[Data for review]
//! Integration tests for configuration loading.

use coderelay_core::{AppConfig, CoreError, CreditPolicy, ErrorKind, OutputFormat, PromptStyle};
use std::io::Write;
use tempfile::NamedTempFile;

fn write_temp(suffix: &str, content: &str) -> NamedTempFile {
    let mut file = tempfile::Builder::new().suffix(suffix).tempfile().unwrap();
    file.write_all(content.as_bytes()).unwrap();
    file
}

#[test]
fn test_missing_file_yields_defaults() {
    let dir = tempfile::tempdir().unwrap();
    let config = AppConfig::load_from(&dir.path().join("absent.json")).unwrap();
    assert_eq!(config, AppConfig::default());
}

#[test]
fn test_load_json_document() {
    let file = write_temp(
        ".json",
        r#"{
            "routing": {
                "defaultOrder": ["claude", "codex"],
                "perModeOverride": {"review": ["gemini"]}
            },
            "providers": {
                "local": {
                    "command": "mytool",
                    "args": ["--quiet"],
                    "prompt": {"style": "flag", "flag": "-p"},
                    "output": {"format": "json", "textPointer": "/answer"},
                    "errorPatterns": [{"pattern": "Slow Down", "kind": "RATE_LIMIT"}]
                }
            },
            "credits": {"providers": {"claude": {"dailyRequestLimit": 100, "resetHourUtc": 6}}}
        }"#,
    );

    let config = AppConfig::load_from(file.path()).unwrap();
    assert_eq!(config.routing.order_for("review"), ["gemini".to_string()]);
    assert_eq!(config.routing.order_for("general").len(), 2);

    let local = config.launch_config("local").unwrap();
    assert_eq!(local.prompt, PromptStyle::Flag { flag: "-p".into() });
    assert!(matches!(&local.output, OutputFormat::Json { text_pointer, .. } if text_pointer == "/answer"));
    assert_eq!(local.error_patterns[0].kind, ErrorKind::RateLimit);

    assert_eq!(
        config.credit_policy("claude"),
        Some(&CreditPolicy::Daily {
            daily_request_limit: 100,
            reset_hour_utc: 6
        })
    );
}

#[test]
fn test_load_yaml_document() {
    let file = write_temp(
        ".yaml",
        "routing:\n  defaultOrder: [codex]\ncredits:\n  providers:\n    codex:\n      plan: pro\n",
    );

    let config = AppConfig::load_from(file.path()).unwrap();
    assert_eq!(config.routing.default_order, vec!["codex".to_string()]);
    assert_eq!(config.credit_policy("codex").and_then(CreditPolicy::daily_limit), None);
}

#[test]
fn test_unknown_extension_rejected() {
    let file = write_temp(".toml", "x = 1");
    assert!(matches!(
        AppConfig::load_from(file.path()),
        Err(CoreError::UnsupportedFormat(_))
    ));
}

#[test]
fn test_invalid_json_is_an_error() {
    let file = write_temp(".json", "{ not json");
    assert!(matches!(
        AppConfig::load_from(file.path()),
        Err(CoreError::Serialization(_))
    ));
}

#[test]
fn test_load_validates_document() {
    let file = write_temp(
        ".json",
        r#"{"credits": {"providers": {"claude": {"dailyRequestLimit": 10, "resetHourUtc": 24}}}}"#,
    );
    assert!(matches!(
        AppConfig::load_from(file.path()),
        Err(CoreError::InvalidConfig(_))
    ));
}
[/Data for review]
* _Assignment_
Copy the listing word for word, leaving nothing out.

* _Result of this exercise_
//! Integration tests for configuration loading.

use coderelay_core::{AppConfig, CoreError, CreditPolicy, ErrorKind, OutputFormat, PromptStyle};
use std::io::Write;
use tempfile::NamedTempFile;

fn write_temp(suffix: &str, content: &str) -> NamedTempFile {
    let mut file = tempfile::Builder::new().suffix(suffix).tempfile().unwrap();
    file.write_all(content.as_bytes()).unwrap();
    file
}

#[test]
fn test_missing_file_yields_defaults() {
    let dir = tempfile::tempdir().unwrap();
    let config = AppConfig::load_from(&dir.path().join("absent.json")).unwrap();
    assert_eq!(config, AppConfig::default());
}

#[test]
fn test_load_json_document() {
    let file = write_temp(
        ".json",
        r#"{
            "routing": {
                "defaultOrder": ["claude", "codex"],
                "perModeOverride": {"review": ["gemini"]}
            },
            "providers": {
                "local": {
                    "command": "mytool",
                    "args": ["--quiet"],
                    "prompt": {"style": "flag", "flag": "-p"},
                    "output": {"format": "json", "textPointer": "/answer"},
                    "errorPatterns": [{"pattern": "Slow Down", "kind": "RATE_LIMIT"}]
                }
            },
            "credits": {"providers": {"claude": {"dailyRequestLimit": 100, "resetHourUtc": 6}}}
        }"#,
    );

    let config = AppConfig::load_from(file.path()).unwrap();
    assert_eq!(config.routing.order_for("review"), ["gemini".to_string()]);
    assert_eq!(config.routing.order_for("general").len(), 2);

    let local = config.launch_config("local").unwrap();
    assert_eq!(local.prompt, PromptStyle::Flag { flag: "-p".into() });
    assert!(matches!(&local.output, OutputFormat::Json { text_pointer, .. } if text_pointer == "/answer"));
    assert_eq!(local.error_patterns[0].kind, ErrorKind::RateLimit);

    assert_eq!(
        config.credit_policy("claude"),
        Some(&CreditPolicy::Daily {
            daily_request_limit: 100,
            reset_hour_utc: 6
        })
    );
}

#[test]
fn test_load_yaml_document() {
    let file = write_temp(
        ".yaml",
        "routing:\n  defaultOrder: [codex]\ncredits:\n  providers:\n    codex:\n      plan: pro\n",
    );

    let config = AppConfig::load_from(file.path()).unwrap();
    assert_eq!(config.routing.default_order, vec!["codex".to_string()]);
    assert_eq!(config.credit_policy("codex").and_then(CreditPolicy::daily_limit), None);
}

#[test]
fn test_unknown_extension_rejected() {
    let file = write_temp(".toml", "x = 1");
    assert!(matches!(
        AppConfig::load_from(file.path()),
        Err(CoreError::UnsupportedFormat(_))
    ));
}

#[test]
fn test_invalid_json_is_an_error() {
    let file = write_temp(".json", "{ not json");
    assert!(matches!(
        AppConfig::load_from(file.path()),
        Err(CoreError::Serialization(_))
    ));
}

#[test]
fn test_load_validates_document() {
    let file = write_temp(
        ".json",
        r#"{"credits": {"providers": {"claude": {"dailyRequestLimit": 10, "resetHourUtc": 24}}}}"#,
    );
    assert!(matches!(
        AppConfig::load_from(file.path()),
        Err(CoreError::InvalidConfig(_))
    ));
}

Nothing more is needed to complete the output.